O Governo Itamar Franco precisava agir, mas é certo que pouco se esperava dele. E em fevereiro de 94 surgiu o plano de estabilização, sem choques, sem congelamentos, sem nada do que havia caracterizado outros bombásticos programas econômicos. Era um projeto simples e objetivo, que primeiro tratou de produzir recursos emergenciais – através do Fundo Social de Emergência – necessários para garantir a reforma que viria mais à frente, e que depois cuidou do aspecto mais sério da situação, a indexação. Através de uma indexação plena, estabeleceu-se a base para lançar uma moeda nova, firme e estável, o real. Tudo feito de modo correto e com um resultado impressionante. Não apenas se conseguiu criar uma moeda confiável, como o presidente Itamar Franco logrou até eleger, tranquilamente, seu sucessor, Fernando Henrique Cardoso, o mentor do plano.
Acontece que o compromisso implícito no programa era o das reformas.
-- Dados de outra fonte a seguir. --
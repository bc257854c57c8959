//! Configuration errors.

use thiserror::Error;

#[derive(Debug, Error)]
pub enum ConfigError {
    #[error("Environment variable not set: {0}")]
    EnvVarNotSet(String),

    #[error("Invalid value for {field}: {message}")]
    InvalidValue { field: String, message: String },
}
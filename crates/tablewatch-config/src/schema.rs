//! Configuration schema.

use std::path::PathBuf;

/// Runtime configuration, loaded once at startup.
///
/// `bot_token` and `chat_id` are required; everything else has a default or
/// is optional. The proxy is only settable through the CLI, mirroring how
/// the capture and delivery targets are wired by the binary.
#[derive(Debug, Clone)]
pub struct Config {
    /// Trigger log scanned for the marker token.
    pub log_path: PathBuf,
    /// Substring that arms a run when present on any log line.
    pub marker: String,
    /// Where the screenshot is written between capture and delivery.
    pub artifact_path: PathBuf,
    /// Override for the standings page URL.
    pub page_url: Option<String>,
    /// Telegram bot credential.
    pub bot_token: String,
    /// Telegram chat or channel identifier.
    pub chat_id: String,
    /// Outbound proxy for delivery (http, https or socks5).
    pub proxy: Option<String>,
}

pub(crate) const DEFAULT_LOG_FILE: &str = "liga-table.log";
pub(crate) const DEFAULT_MARKER: &str = "LEAGUE";
pub(crate) const DEFAULT_ARTIFACT_FILE: &str = "league-standings.png";
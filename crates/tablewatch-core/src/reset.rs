//! State reset: removes the artifact and truncates the trigger log.

#[cfg(test)]
#[path = "reset_tests.rs"]
mod tests;

use std::io;
use std::path::Path;

use tracing::{debug, info};

/// Deletes the capture artifact if it exists and truncates the trigger log
/// to zero bytes.
///
/// Artifact deletion is idempotent: a file that is already gone (delivery
/// may have reported it missing) is skipped silently. Truncation re-arms
/// nothing; only an external append of the marker line starts another run.
pub fn reset_state(artifact: &Path, log_path: &Path) -> io::Result<()> {
    match std::fs::remove_file(artifact) {
        Ok(()) => info!(artifact = %artifact.display(), "removed capture artifact"),
        Err(e) if e.kind() == io::ErrorKind::NotFound => {
            debug!(artifact = %artifact.display(), "no artifact to remove");
        }
        Err(e) => return Err(e),
    }

    std::fs::write(log_path, "")?;
    info!(log = %log_path.display(), "trigger log cleared");
    Ok(())
}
Sabia-se então que para resgatar a economia, restaurar a credibilidade e acabar com a ciranda terrível da inflação exacerbada, o fundamental seria a realização de profundas reformas estruturais. O Fundo Social de Emergência era o que o nome dizia, uma atitude emergencial. Mas o que iria garantir a estabilidade e dar ao país condições para ter uma economia estável e abrir caminho para o chamado desenvolvimento sustentado seriam as reformas. O sucessor de Itamar Franco foi eleito com este compromisso. E os membros do Congresso que faziam parte do grupo de apoio a FHC, assim como os que entraram no bloco situacionista, estavam comprometidos com este projeto.
Passado todo um mandato, este compromisso não foi cumprido. Algumas medidas (importantes, sem dúvida) foram adotadas, determinadas mudanças já aconteceram. Mas as principais alterações ou não foram feitas ou acabaram tão alteradas que não produziram os efeitos necessários. O presidente reeleito, ainda sob os efeitos da confiança conquistada pelo real, não consegue concluir as reformas. O Congresso formado a partir do último pleito persiste em sua inação. A reforma tributária, sem dúvida o ponto básico para o projeto de estabilidade, não saiu ainda. E, conforme o presidente do Congresso, senador Antonio Carlos Magalhães, não sai este ano. Mais um compromisso fundamental que é deixado de lado, comprometendo o sacrifício de todo um povo.